** The input follows **

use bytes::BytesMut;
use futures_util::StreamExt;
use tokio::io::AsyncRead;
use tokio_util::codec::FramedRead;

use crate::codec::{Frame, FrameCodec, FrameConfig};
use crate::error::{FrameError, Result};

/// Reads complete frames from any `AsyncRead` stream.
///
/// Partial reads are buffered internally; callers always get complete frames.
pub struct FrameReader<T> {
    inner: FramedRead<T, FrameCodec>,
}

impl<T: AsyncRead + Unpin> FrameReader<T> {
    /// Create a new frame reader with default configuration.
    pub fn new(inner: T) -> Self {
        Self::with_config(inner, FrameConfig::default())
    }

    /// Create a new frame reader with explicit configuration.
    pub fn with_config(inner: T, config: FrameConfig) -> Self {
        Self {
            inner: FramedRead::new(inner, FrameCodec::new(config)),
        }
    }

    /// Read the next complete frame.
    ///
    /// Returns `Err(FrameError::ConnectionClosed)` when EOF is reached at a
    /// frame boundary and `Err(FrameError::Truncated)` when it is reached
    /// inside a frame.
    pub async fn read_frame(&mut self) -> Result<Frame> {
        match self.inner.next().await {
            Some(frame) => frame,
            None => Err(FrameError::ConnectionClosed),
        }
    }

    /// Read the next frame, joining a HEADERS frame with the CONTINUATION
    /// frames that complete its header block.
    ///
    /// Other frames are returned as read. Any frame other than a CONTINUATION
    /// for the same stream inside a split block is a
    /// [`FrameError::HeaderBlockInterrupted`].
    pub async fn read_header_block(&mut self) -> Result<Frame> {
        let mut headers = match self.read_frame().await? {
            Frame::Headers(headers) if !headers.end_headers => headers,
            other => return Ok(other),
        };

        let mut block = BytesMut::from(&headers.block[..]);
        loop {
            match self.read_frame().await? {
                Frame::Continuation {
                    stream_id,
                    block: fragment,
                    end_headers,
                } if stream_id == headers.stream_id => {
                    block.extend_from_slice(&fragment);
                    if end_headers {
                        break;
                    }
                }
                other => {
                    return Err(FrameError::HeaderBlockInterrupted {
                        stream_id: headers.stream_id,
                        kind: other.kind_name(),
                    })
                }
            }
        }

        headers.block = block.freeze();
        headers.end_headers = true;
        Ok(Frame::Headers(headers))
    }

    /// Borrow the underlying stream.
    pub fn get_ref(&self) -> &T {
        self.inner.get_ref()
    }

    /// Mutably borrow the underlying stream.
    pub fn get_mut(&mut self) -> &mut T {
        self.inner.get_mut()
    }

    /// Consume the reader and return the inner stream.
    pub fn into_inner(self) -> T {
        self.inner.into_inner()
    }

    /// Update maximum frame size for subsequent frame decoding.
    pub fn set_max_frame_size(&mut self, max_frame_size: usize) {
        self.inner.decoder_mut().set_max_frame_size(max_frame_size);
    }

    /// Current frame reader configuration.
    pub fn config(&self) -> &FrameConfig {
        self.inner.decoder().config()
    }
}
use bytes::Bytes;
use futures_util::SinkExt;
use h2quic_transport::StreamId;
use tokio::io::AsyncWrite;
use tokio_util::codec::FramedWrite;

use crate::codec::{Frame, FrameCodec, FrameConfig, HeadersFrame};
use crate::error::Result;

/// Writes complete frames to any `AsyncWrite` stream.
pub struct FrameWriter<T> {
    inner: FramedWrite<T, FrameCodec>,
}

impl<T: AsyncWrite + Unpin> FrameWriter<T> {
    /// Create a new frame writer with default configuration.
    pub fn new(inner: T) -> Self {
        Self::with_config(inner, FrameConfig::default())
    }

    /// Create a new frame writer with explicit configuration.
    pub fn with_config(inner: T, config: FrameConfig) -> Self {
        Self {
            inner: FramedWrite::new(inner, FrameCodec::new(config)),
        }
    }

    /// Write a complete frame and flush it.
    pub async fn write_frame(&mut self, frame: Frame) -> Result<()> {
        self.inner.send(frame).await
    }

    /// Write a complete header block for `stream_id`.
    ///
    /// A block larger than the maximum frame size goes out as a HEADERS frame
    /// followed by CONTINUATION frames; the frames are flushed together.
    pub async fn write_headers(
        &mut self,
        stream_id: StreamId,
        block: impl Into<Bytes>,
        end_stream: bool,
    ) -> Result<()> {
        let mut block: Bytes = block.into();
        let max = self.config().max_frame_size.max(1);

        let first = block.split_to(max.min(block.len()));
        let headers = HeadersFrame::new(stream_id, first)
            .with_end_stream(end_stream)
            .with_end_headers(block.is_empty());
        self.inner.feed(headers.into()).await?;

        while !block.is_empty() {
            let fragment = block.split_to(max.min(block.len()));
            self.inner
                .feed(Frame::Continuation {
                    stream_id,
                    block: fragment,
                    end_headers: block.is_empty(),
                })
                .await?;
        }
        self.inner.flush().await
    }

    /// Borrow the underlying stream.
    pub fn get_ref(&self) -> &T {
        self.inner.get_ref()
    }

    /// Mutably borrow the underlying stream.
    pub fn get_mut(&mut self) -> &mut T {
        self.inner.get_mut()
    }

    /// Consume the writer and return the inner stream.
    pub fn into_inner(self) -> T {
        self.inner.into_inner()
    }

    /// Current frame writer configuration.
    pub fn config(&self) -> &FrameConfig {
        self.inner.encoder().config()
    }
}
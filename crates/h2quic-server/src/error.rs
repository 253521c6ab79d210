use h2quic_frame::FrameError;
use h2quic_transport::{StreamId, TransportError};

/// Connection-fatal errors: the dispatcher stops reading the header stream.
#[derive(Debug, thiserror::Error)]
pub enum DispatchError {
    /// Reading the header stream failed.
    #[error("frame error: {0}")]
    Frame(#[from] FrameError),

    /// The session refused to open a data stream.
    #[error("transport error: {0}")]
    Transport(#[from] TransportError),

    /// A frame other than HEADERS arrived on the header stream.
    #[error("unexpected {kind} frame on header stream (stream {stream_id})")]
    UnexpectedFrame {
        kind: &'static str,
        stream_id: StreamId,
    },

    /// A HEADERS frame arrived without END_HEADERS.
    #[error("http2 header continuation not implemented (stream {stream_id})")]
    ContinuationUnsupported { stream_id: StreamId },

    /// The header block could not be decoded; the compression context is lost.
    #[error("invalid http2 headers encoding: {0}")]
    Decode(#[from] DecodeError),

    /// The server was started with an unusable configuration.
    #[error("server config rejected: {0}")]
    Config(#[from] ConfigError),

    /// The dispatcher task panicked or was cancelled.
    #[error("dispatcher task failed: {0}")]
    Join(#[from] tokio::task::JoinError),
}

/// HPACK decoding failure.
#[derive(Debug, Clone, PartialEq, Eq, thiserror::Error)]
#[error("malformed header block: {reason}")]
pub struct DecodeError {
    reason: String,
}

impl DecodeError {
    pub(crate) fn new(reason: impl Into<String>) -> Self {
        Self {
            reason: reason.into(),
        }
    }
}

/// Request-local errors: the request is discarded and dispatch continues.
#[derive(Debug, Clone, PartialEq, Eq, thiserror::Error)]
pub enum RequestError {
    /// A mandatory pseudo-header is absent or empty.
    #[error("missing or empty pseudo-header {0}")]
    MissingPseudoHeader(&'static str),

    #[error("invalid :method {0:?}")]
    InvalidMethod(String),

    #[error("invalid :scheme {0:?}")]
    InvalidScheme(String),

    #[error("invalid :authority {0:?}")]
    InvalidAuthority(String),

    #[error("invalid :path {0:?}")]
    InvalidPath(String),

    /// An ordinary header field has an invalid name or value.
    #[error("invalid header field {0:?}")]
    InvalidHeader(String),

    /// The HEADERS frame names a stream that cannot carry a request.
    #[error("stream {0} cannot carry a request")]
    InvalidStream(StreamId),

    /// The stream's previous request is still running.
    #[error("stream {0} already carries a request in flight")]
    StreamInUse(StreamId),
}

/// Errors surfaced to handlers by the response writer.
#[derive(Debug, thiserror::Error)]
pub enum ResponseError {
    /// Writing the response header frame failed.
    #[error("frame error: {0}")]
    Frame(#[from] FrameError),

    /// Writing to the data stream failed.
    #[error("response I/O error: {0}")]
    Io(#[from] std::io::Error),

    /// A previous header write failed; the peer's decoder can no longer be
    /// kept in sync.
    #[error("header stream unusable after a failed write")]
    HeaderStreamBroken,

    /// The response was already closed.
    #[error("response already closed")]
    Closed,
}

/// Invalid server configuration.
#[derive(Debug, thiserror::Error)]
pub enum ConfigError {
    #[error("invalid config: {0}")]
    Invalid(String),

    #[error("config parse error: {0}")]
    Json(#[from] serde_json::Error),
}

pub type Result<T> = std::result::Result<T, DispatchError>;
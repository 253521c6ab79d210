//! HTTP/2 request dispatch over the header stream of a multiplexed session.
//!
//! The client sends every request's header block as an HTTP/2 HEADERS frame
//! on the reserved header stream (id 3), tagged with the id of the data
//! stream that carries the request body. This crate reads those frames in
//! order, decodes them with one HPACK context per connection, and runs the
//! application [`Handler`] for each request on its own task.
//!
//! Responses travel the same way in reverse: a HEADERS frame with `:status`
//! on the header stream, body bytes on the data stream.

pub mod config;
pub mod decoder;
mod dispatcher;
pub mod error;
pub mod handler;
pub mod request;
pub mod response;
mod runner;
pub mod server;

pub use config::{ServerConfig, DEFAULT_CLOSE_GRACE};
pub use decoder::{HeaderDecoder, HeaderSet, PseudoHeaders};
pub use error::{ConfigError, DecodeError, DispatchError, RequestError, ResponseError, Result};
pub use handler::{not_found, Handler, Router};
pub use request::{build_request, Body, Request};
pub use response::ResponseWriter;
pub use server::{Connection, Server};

** End of The input **

**Task to complete:** From the records given above, copy all lines containing "FrameReader".

**Answer:**
pub struct FrameReader<T> {
impl<T: AsyncRead + Unpin> FrameReader<T> {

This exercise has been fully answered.